To: Bloomberg BusinessWeek Employees

From: Dan Doctoroff and Norm Pearlstine

Re: Paul Bascobert Named President, Bloomberg BusinessWeek

We are delighted to announce that Paul Bascobert will be joining Bloomberg BusinessWeek as President, effective January 4, 2010. As we continue to integrate the business with Bloomberg and focus on driving financial performance, market presence and audience development, Paul’s leadership and experience will guide Bloomberg BusinessWeek through its next phase of growth.

A top operations, sales, and marketing executive, Paul brings a track record of creating growth opportunities through deep customer knowledge and innovative programs for advertisers. Currently Chief Marketing Officer for Dow Jones & Company’s Consumer Media Group, Paul is responsible for increasing circulation and developing new revenue opportunities for The Wall Street Journal, Barron’s,,, and In addition to re-engineering the Group's customer management infrastructure and launching innovative solutions for customers, he also is credited with helping the Journal become the newspaper with the most paid circulation in the U.S.

Prior to his current role, he was Senior Vice President, Operations for the Consumer Media Group at Dow Jones. In this capacity he oversaw IT, printing, fulfillment, manufacturing, distribution, and customer service, as well as financial and operational accountability for 17 U.S. printing plants. His prior experience includes working with companies such as The New York Times, DirecTV, and OnStar at marketing and consumer resource management firm Braun Consulting, and leading the media practice for Exchange Solutions Inc., an Internet marketing company.
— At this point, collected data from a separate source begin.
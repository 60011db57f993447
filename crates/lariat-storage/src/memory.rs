use async_trait::async_trait;
use dashmap::DashMap;
use jiff::Timestamp;
use lariat_core::error::Result;
use lariat_core::{Alias, LinkEntry, LinkStore, StoreError, User, UserStore};

/// In-memory implementation of the store traits using DashMap.
///
/// DashMap's sharded locks allow concurrent operations on different
/// aliases without blocking each other, which matches the one-statement-
/// at-a-time atomicity the store contract asks for.
#[derive(Debug, Clone, Default)]
pub struct MemoryStore {
    links: DashMap<String, LinkEntry>,
    users: DashMap<String, User>,
}

impl MemoryStore {
    /// Creates an empty in-memory store.
    pub fn new() -> Self {
        Self::default()
    }
}

#[async_trait]
impl LinkStore for MemoryStore {
    async fn insert(&self, entry: LinkEntry) -> Result<()> {
        use dashmap::mapref::entry::Entry;

        // The map entry is the uniqueness arbiter: occupied means a racing
        // insert already won, expired or not.
        match self.links.entry(entry.alias.as_str().to_owned()) {
            Entry::Occupied(_) => Err(StoreError::DuplicateAlias(entry.alias.to_string())),
            Entry::Vacant(slot) => {
                slot.insert(entry);
                Ok(())
            }
        }
    }

    async fn get(&self, alias: &Alias) -> Result<Option<LinkEntry>> {
        Ok(self.links.get(alias.as_str()).map(|e| e.clone()))
    }

    async fn increment_visits(&self, alias: &Alias) -> Result<()> {
        let Some(mut entry) = self.links.get_mut(alias.as_str()) else {
            return Err(StoreError::Operation(format!(
                "no such alias: {}",
                alias
            )));
        };
        entry.visits += 1;
        Ok(())
    }

    async fn delete(&self, alias: &Alias) -> Result<bool> {
        Ok(self.links.remove(alias.as_str()).is_some())
    }

    async fn list_by_owner(&self, user_id: &str) -> Result<Vec<LinkEntry>> {
        let mut entries: Vec<LinkEntry> = self
            .links
            .iter()
            .filter(|e| e.user_id == user_id)
            .map(|e| e.clone())
            .collect();
        entries.sort_by(|a, b| {
            a.created_at
                .cmp(&b.created_at)
                .then_with(|| a.alias.as_str().cmp(b.alias.as_str()))
        });
        Ok(entries)
    }

    async fn purge_expired(&self, threshold: Timestamp) -> Result<u64> {
        use std::sync::atomic::{AtomicU64, Ordering};

        // Counted inside the closure: `retain` walks shards one at a time,
        // so a concurrent insert can grow the map mid-sweep and a
        // before/after length diff would be wrong (or underflow).
        let purged = AtomicU64::new(0);
        self.links.retain(|_, entry| {
            let keep = entry.permanent || entry.created_at >= threshold;
            if !keep {
                purged.fetch_add(1, Ordering::Relaxed);
            }
            keep
        });
        Ok(purged.into_inner())
    }
}

#[async_trait]
impl UserStore for MemoryStore {
    async fn insert_user(&self, user: User) -> Result<()> {
        use dashmap::mapref::entry::Entry;

        if self.users.iter().any(|u| u.email == user.email) {
            return Err(StoreError::DuplicateEmail(user.email));
        }

        match self.users.entry(user.user_id.clone()) {
            Entry::Occupied(_) => Err(StoreError::Operation(format!(
                "user id already exists: {}",
                user.user_id
            ))),
            Entry::Vacant(slot) => {
                slot.insert(user);
                Ok(())
            }
        }
    }

    async fn find_by_id(&self, user_id: &str) -> Result<Option<User>> {
        Ok(self.users.get(user_id).map(|u| u.clone()))
    }

    async fn find_by_credentials(&self, email: &str, password: &str) -> Result<Option<String>> {
        Ok(self
            .users
            .iter()
            .find(|u| u.email == email && u.password == password)
            .map(|u| u.user_id.clone()))
    }
}

#[cfg(test)]
mod tests {
    use super::*;
    use jiff::SignedDuration;

    fn alias(s: &str) -> Alias {
        Alias::new_unchecked(s)
    }

    fn entry(a: &str, owner: &str, permanent: bool, created_at: Timestamp) -> LinkEntry {
        LinkEntry::new(alias(a), owner, "https://example.com", permanent, created_at)
    }

    fn user(id: &str, email: &str) -> User {
        User {
            user_id: id.to_string(),
            name: "Test".to_string(),
            email: email.to_string(),
            password: "hunter2".to_string(),
            created_at: Timestamp::now(),
        }
    }

    #[tokio::test]
    async fn insert_and_get() {
        let store = MemoryStore::new();
        let now = Timestamp::now();

        store.insert(entry("abc", "u1", false, now)).await.unwrap();

        let got = store.get(&alias("abc")).await.unwrap().unwrap();
        assert_eq!(got.url, "https://example.com");
        assert_eq!(got.visits, 0);
        assert_eq!(got.created_at, now);
    }

    #[tokio::test]
    async fn get_nonexistent() {
        let store = MemoryStore::new();
        assert!(store.get(&alias("nope")).await.unwrap().is_none());
    }

    #[tokio::test]
    async fn insert_conflict_keeps_existing_entry() {
        let store = MemoryStore::new();
        let now = Timestamp::now();

        store.insert(entry("abc", "u1", false, now)).await.unwrap();

        let mut second = entry("abc", "u2", true, now);
        second.url = "https://other.com".to_string();
        let err = store.insert(second).await.unwrap_err();
        assert!(matches!(err, StoreError::DuplicateAlias(_)));

        let got = store.get(&alias("abc")).await.unwrap().unwrap();
        assert_eq!(got.url, "https://example.com");
        assert_eq!(got.user_id, "u1");
    }

    #[tokio::test]
    async fn expired_entry_still_readable_until_swept() {
        let store = MemoryStore::new();
        let old = Timestamp::now() - SignedDuration::from_hours(24 * 30);

        store.insert(entry("old", "u1", false, old)).await.unwrap();

        // The store serves stale rows as-is; expiry is the policy's job.
        assert!(store.get(&alias("old")).await.unwrap().is_some());
    }

    #[tokio::test]
    async fn increment_visits() {
        let store = MemoryStore::new();
        store
            .insert(entry("abc", "u1", false, Timestamp::now()))
            .await
            .unwrap();

        store.increment_visits(&alias("abc")).await.unwrap();
        store.increment_visits(&alias("abc")).await.unwrap();

        let got = store.get(&alias("abc")).await.unwrap().unwrap();
        assert_eq!(got.visits, 2);
    }

    #[tokio::test]
    async fn increment_absent_alias_errors() {
        let store = MemoryStore::new();
        assert!(store.increment_visits(&alias("nope")).await.is_err());
    }

    #[tokio::test]
    async fn delete_existing_and_absent() {
        let store = MemoryStore::new();
        store
            .insert(entry("abc", "u1", false, Timestamp::now()))
            .await
            .unwrap();

        assert!(store.delete(&alias("abc")).await.unwrap());
        assert!(!store.delete(&alias("abc")).await.unwrap());
        assert!(store.get(&alias("abc")).await.unwrap().is_none());
    }

    #[tokio::test]
    async fn list_by_owner_in_creation_order() {
        let store = MemoryStore::new();
        let base = Timestamp::now();

        store
            .insert(entry("second", "u1", false, base + SignedDuration::from_secs(10)))
            .await
            .unwrap();
        store.insert(entry("first", "u1", false, base)).await.unwrap();
        store
            .insert(entry("other", "u2", false, base))
            .await
            .unwrap();

        let links = store.list_by_owner("u1").await.unwrap();
        let aliases: Vec<&str> = links.iter().map(|e| e.alias.as_str()).collect();
        assert_eq!(aliases, vec!["first", "second"]);
    }

    #[tokio::test]
    async fn purge_removes_only_stale_non_permanent() {
        let store = MemoryStore::new();
        let now = Timestamp::now();
        let old = now - SignedDuration::from_hours(24 * 30);

        store.insert(entry("stale", "u1", false, old)).await.unwrap();
        store.insert(entry("eternal", "u1", true, old)).await.unwrap();
        store.insert(entry("fresh", "u1", false, now)).await.unwrap();

        let purged = store.purge_expired(now - SignedDuration::from_hours(24 * 7)).await.unwrap();
        assert_eq!(purged, 1);

        assert!(store.get(&alias("stale")).await.unwrap().is_none());
        assert!(store.get(&alias("eternal")).await.unwrap().is_some());
        assert!(store.get(&alias("fresh")).await.unwrap().is_some());
    }

    #[tokio::test]
    async fn purge_count_is_exact_with_concurrent_inserts() {
        use std::sync::Arc;

        let store = Arc::new(MemoryStore::new());
        let now = Timestamp::now();
        let old = now - SignedDuration::from_hours(24 * 30);

        for i in 0..5 {
            store
                .insert(entry(&format!("stale-{i}"), "u1", false, old))
                .await
                .unwrap();
        }

        // Fresh inserts racing the sweep may land mid-retain and grow the
        // map, but they must never distort the purged count.
        let threshold = now - SignedDuration::from_hours(24 * 7);
        let mut writers = Vec::new();
        for i in 0..32 {
            let store = Arc::clone(&store);
            writers.push(tokio::spawn(async move {
                store
                    .insert(entry(&format!("fresh-{i:02}"), "u1", false, Timestamp::now()))
                    .await
                    .unwrap();
            }));
        }
        let sweeper = {
            let store = Arc::clone(&store);
            tokio::spawn(async move { store.purge_expired(threshold).await.unwrap() })
        };

        for writer in writers {
            writer.await.unwrap();
        }
        assert_eq!(sweeper.await.unwrap(), 5);
        assert_eq!(store.list_by_owner("u1").await.unwrap().len(), 32);
    }

    #[tokio::test]
    async fn duplicate_email_rejected() {
        let store = MemoryStore::new();

        store.insert_user(user("u1", "a@b.c")).await.unwrap();
        let err = store.insert_user(user("u2", "a@b.c")).await.unwrap_err();
        assert!(matches!(err, StoreError::DuplicateEmail(_)));
    }

    #[tokio::test]
    async fn credentials_must_match_both_fields() {
        let store = MemoryStore::new();
        store.insert_user(user("u1", "a@b.c")).await.unwrap();

        let found = store.find_by_credentials("a@b.c", "hunter2").await.unwrap();
        assert_eq!(found.as_deref(), Some("u1"));

        assert!(store
            .find_by_credentials("a@b.c", "wrong")
            .await
            .unwrap()
            .is_none());
        assert!(store
            .find_by_credentials("x@b.c", "hunter2")
            .await
            .unwrap()
            .is_none());
    }
}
He began his career in manufacturing and production with General Motors and holds a BS degree in electrical engineering from Kettering University and an MBA in Finance & Marketing from The Wharton School.

Paul will report directly to Dan and the Advertising Sales, Circulation, Finance, and Marketing & Communications functions will report in to Paul. Editorial will continue to report to Norm who reports to Matt Winkler, Editor-in-Chief of Bloomberg News, on editorial matters.

Paul and Bloomberg BusinessWeek Editor Josh Tyrangiel will work closely with head Kevin Krim on the development of coordinated efforts that will result in the integration of Bloomberg BusinessWeek’s digital offerings into Bloomberg Multimedia.